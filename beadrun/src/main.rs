//! Dependency-aware bead scheduler CLI.
//!
//! Beads live in `.beads/beads.json` under the current directory. The
//! `swarm`, `loop` and `auto-loop` commands drive ready beads through the
//! configured executor command and print a run report to stdout.

use std::io::{self, Write};
use std::path::PathBuf;
use std::time::Duration;

use anyhow::{Context, Result, anyhow, bail};
use beadrun::cancel::CancellationCoordinator;
use beadrun::core::graph::Graph;
use beadrun::core::lifecycle::Transition;
use beadrun::core::types::{BeadKind, BeadStatus, NewBead};
use beadrun::exit_codes;
use beadrun::io::config::{RunConfig, load_config};
use beadrun::io::executor::CommandExecutor;
use beadrun::io::file_store::FileStore;
use beadrun::io::init::{BeadsPaths, InitOptions, init_beads};
use beadrun::io::operator::StdinOperator;
use beadrun::io::store::{BeadFilter, BeadStore};
use beadrun::ledger::apply_transition;
use beadrun::looping::{LoopConfig, LoopMode, run_loop};
use beadrun::logging;
use beadrun::report::{RunEvent, RunReport};
use beadrun::scope::load_graph;
use beadrun::swarm::{SwarmConfig, run_swarm};
use clap::{Args, Parser, Subcommand};
use tracing::debug;

#[derive(Parser)]
#[command(name = "beadrun", version, about = "Dependency-aware bead scheduler")]
struct Cli {
    #[command(subcommand)]
    command: Command,
}

#[derive(Subcommand)]
enum Command {
    /// Create `.beads/` with a default config and an empty bead store.
    Init {
        /// Overwrite existing files.
        #[arg(short, long)]
        force: bool,
    },
    /// Create a pending bead and print its id.
    Create {
        #[arg(long)]
        title: String,
        #[arg(long, default_value = "non-testable")]
        kind: BeadKind,
        /// Lower runs first among ready beads.
        #[arg(long, default_value_t = 0)]
        priority: u32,
        #[arg(long)]
        group: Option<String>,
        #[arg(long)]
        parent: Option<String>,
        /// Bead that must complete first (repeatable).
        #[arg(long = "depends-on")]
        depends_on: Vec<String>,
        /// Opaque text handed to the executor on stdin.
        #[arg(long, default_value = "")]
        payload: String,
    },
    /// Declare that `id` depends on `depends_on`.
    Dep { id: String, depends_on: String },
    /// List beads.
    List {
        #[command(flatten)]
        filter: FilterArgs,
        #[arg(long)]
        status: Option<BeadStatus>,
        /// Print JSON instead of one line per bead.
        #[arg(long)]
        json: bool,
    },
    /// Print ready bead ids in dispatch order.
    Ready {
        #[command(flatten)]
        filter: FilterArgs,
    },
    /// Build the dependency graph and report cycles or missing dependencies.
    Validate {
        #[command(flatten)]
        filter: FilterArgs,
    },
    /// Run ready beads concurrently with a pool of workers.
    Swarm {
        #[command(flatten)]
        filter: FilterArgs,
        /// Override `max_workers` from the config.
        #[arg(long)]
        workers: Option<usize>,
    },
    /// Run ready beads one at a time, asking on stdin between beads.
    Loop {
        #[command(flatten)]
        filter: FilterArgs,
        #[arg(long)]
        max_steps: Option<usize>,
    },
    /// Run ready beads one at a time without asking.
    AutoLoop {
        #[command(flatten)]
        filter: FilterArgs,
        #[arg(long)]
        max_steps: Option<usize>,
    },
    /// Move a blocked bead back to pending.
    Retry { id: String },
    /// Move an abandoned in-progress bead back to pending.
    Release { id: String },
}

#[derive(Args, Debug, Clone, Default)]
struct FilterArgs {
    /// Only beads in this group.
    #[arg(long)]
    group: Option<String>,
    /// Only children of this parent bead.
    #[arg(long)]
    parent: Option<String>,
}

impl FilterArgs {
    fn to_filter(&self) -> BeadFilter {
        BeadFilter {
            group: self.group.clone(),
            status: None,
            parent_id: self.parent.clone(),
        }
    }
}

fn main() {
    logging::init();
    match run() {
        Ok(code) => std::process::exit(code),
        Err(err) => {
            eprintln!("{:#}", err);
            std::process::exit(exit_codes::INVALID);
        }
    }
}

fn run() -> Result<i32> {
    let cli = Cli::parse();
    let root = std::env::current_dir().context("resolve current directory")?;
    let paths = BeadsPaths::new(&root);
    match cli.command {
        Command::Init { force } => {
            init_beads(&root, &InitOptions { force })?;
            Ok(exit_codes::OK)
        }
        Command::Create {
            title,
            kind,
            priority,
            group,
            parent,
            depends_on,
            payload,
        } => {
            let store = open_store(&paths)?;
            let id = store.create(NewBead {
                title,
                kind,
                priority,
                payload,
                parent_id: parent,
                group,
                depends_on: depends_on.into_iter().collect(),
            })?;
            println!("{id}");
            Ok(exit_codes::OK)
        }
        Command::Dep { id, depends_on } => cmd_dep(&paths, &id, &depends_on),
        Command::List {
            filter,
            status,
            json,
        } => cmd_list(&paths, &filter, status, json),
        Command::Ready { filter } => {
            let store = open_store(&paths)?;
            let graph = load_graph(&store, &filter.to_filter())?;
            for bead in graph.ready() {
                println!("{}", bead.id);
            }
            Ok(exit_codes::OK)
        }
        Command::Validate { filter } => {
            let store = open_store(&paths)?;
            let graph = load_graph(&store, &filter.to_filter())?;
            println!(
                "ok: {} beads, {} ready, {} unreachable",
                graph.beads().count(),
                graph.ready().len(),
                graph.unreachable().len()
            );
            Ok(exit_codes::OK)
        }
        Command::Swarm { filter, workers } => cmd_swarm(&paths, &filter, workers),
        Command::Loop { filter, max_steps } => cmd_loop(&paths, &filter, max_steps, true),
        Command::AutoLoop { filter, max_steps } => cmd_loop(&paths, &filter, max_steps, false),
        Command::Retry { id } => cmd_transition(&paths, &id, Transition::Retry),
        Command::Release { id } => cmd_transition(&paths, &id, Transition::Release),
    }
}

fn open_store(paths: &BeadsPaths) -> Result<FileStore> {
    if !paths.beads_dir.is_dir() {
        bail!(
            "missing {} (run `beadrun init` first)",
            paths.beads_dir.display()
        );
    }
    Ok(FileStore::open(&paths.store_path))
}

fn load_run_config(paths: &BeadsPaths) -> Result<RunConfig> {
    load_config(&paths.config_path).with_context(|| format!("load {}", paths.config_path.display()))
}

fn cmd_dep(paths: &BeadsPaths, id: &str, depends_on: &str) -> Result<i32> {
    let store = open_store(paths)?;
    // Reject the edge up front if it would close a cycle.
    let mut beads = store.list(&BeadFilter::default())?;
    let bead = beads
        .iter_mut()
        .find(|bead| bead.id == id)
        .ok_or_else(|| anyhow!("bead '{id}' not found"))?;
    bead.depends_on.insert(depends_on.to_string());
    Graph::build(beads).with_context(|| format!("add dependency {id} -> {depends_on}"))?;

    store.add_dependency(id, depends_on)?;
    Ok(exit_codes::OK)
}

fn cmd_list(
    paths: &BeadsPaths,
    filter: &FilterArgs,
    status: Option<BeadStatus>,
    json: bool,
) -> Result<i32> {
    let store = open_store(paths)?;
    let filter = BeadFilter {
        status,
        ..filter.to_filter()
    };
    let beads = store.list(&filter)?;
    if json {
        println!(
            "{}",
            serde_json::to_string_pretty(&beads).context("serialize beads")?
        );
        return Ok(exit_codes::OK);
    }
    for bead in &beads {
        let deps: Vec<&str> = bead.depends_on.iter().map(String::as_str).collect();
        println!(
            "{}\t{}\t{}\tp{}\t{}\t[{}]",
            bead.id,
            bead.status,
            bead.kind,
            bead.priority,
            bead.title,
            deps.join(",")
        );
    }
    Ok(exit_codes::OK)
}

fn cmd_transition(paths: &BeadsPaths, id: &str, transition: Transition) -> Result<i32> {
    let store = open_store(paths)?;
    let reason = format!("{transition} by operator");
    let bead = apply_transition(&store, id, transition, Some(&reason))?;
    println!("{} {}", bead.id, bead.status);
    Ok(exit_codes::OK)
}

fn cmd_swarm(paths: &BeadsPaths, filter: &FilterArgs, workers: Option<usize>) -> Result<i32> {
    let mut config = load_run_config(paths)?;
    if let Some(workers) = workers {
        config.max_workers = workers;
        config.validate()?;
    }
    let store = open_store(paths)?;
    let graph = load_graph(&store, &filter.to_filter())?;
    let executor = CommandExecutor::from_config(&config, &paths.root);
    let swarm_config = SwarmConfig {
        max_workers: config.max_workers,
    };

    let flag_path = paths.cancel_flag_path.clone();
    let poll = config.cancel_poll_interval();
    let (store, executor) = (&store, &executor);
    let report = build_runtime()?.block_on(async move {
        let cancel = CancellationCoordinator::new();
        let watchers = start_cancel_sources(&cancel, flag_path, poll);
        let report = run_swarm(store, graph, executor, &swarm_config, &cancel, print_event).await;
        for watcher in watchers {
            watcher.abort();
        }
        report
    })?;
    Ok(finish(&report))
}

fn cmd_loop(
    paths: &BeadsPaths,
    filter: &FilterArgs,
    max_steps: Option<usize>,
    stepped: bool,
) -> Result<i32> {
    let config = load_run_config(paths)?;
    let store = open_store(paths)?;
    let graph = load_graph(&store, &filter.to_filter())?;
    let executor = CommandExecutor::from_config(&config, &paths.root);
    let loop_config = LoopConfig { max_steps };

    let stdin = io::stdin();
    let mut operator = StdinOperator::new(stdin.lock(), io::stderr());
    let mode = if stepped {
        LoopMode::Stepped(&mut operator)
    } else {
        LoopMode::Auto
    };

    let flag_path = paths.cancel_flag_path.clone();
    let poll = config.cancel_poll_interval();
    let (store, executor) = (&store, &executor);
    let report = build_runtime()?.block_on(async move {
        let cancel = CancellationCoordinator::new();
        let watchers = start_cancel_sources(&cancel, flag_path, poll);
        let report = run_loop(
            store,
            graph,
            executor,
            mode,
            &loop_config,
            &cancel,
            print_event,
        )
        .await;
        for watcher in watchers {
            watcher.abort();
        }
        report
    })?;
    Ok(finish(&report))
}

/// Ctrl-C escalates cancellation; the flag file requests a graceful stop.
fn start_cancel_sources(
    cancel: &CancellationCoordinator,
    flag_path: PathBuf,
    poll: Duration,
) -> [tokio::task::JoinHandle<()>; 2] {
    [
        cancel.watch_ctrl_c(),
        cancel.watch_flag_file(flag_path, poll),
    ]
}

fn build_runtime() -> Result<tokio::runtime::Runtime> {
    tokio::runtime::Builder::new_multi_thread()
        .enable_all()
        .build()
        .context("start tokio runtime")
}

fn print_event(event: &RunEvent) {
    match event {
        RunEvent::Dispatched { bead_id, title } => println!("dispatched {bead_id} ({title})"),
        RunEvent::Resolved(resolution) => println!("{resolution}"),
    }
    // Keep progress visible when stdout is piped.
    if let Err(err) = io::stdout().flush() {
        debug!(err = %err, "flush stdout failed");
    }
}

fn finish(report: &RunReport) -> i32 {
    for line in report.render_lines() {
        println!("{line}");
    }
    report.exit_code()
}

#[cfg(test)]
mod tests {
    use super::*;

    #[test]
    fn parse_init() {
        let cli = Cli::try_parse_from(["beadrun", "init"]).expect("parse");
        assert!(matches!(cli.command, Command::Init { force: false }));
    }

    #[test]
    fn parse_create_with_repeated_dependencies() {
        let cli = Cli::try_parse_from([
            "beadrun",
            "create",
            "--title",
            "impl parser",
            "--kind",
            "impl",
            "--priority",
            "2",
            "--depends-on",
            "bd-1",
            "--depends-on",
            "bd-2",
        ])
        .expect("parse");
        let Command::Create {
            kind,
            priority,
            depends_on,
            ..
        } = cli.command
        else {
            panic!("expected create");
        };
        assert_eq!(kind, BeadKind::Impl);
        assert_eq!(priority, 2);
        assert_eq!(depends_on, vec!["bd-1".to_string(), "bd-2".to_string()]);
    }

    #[test]
    fn parse_swarm_filter_and_workers() {
        let cli = Cli::try_parse_from(["beadrun", "swarm", "--group", "parser", "--workers", "4"])
            .expect("parse");
        let Command::Swarm { filter, workers } = cli.command else {
            panic!("expected swarm");
        };
        assert_eq!(filter.group.as_deref(), Some("parser"));
        assert_eq!(workers, Some(4));
    }

    #[test]
    fn unknown_kind_is_rejected() {
        let parsed = Cli::try_parse_from(["beadrun", "create", "--title", "x", "--kind", "epic"]);
        assert!(parsed.is_err());
    }
}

#####

Task statement: Search the entries for the word "flush" and pick out every line that holds it.

Answer to this task:
    if let Err(err) = io::stdout().flush() {
        debug!(err = %err, "flush stdout failed");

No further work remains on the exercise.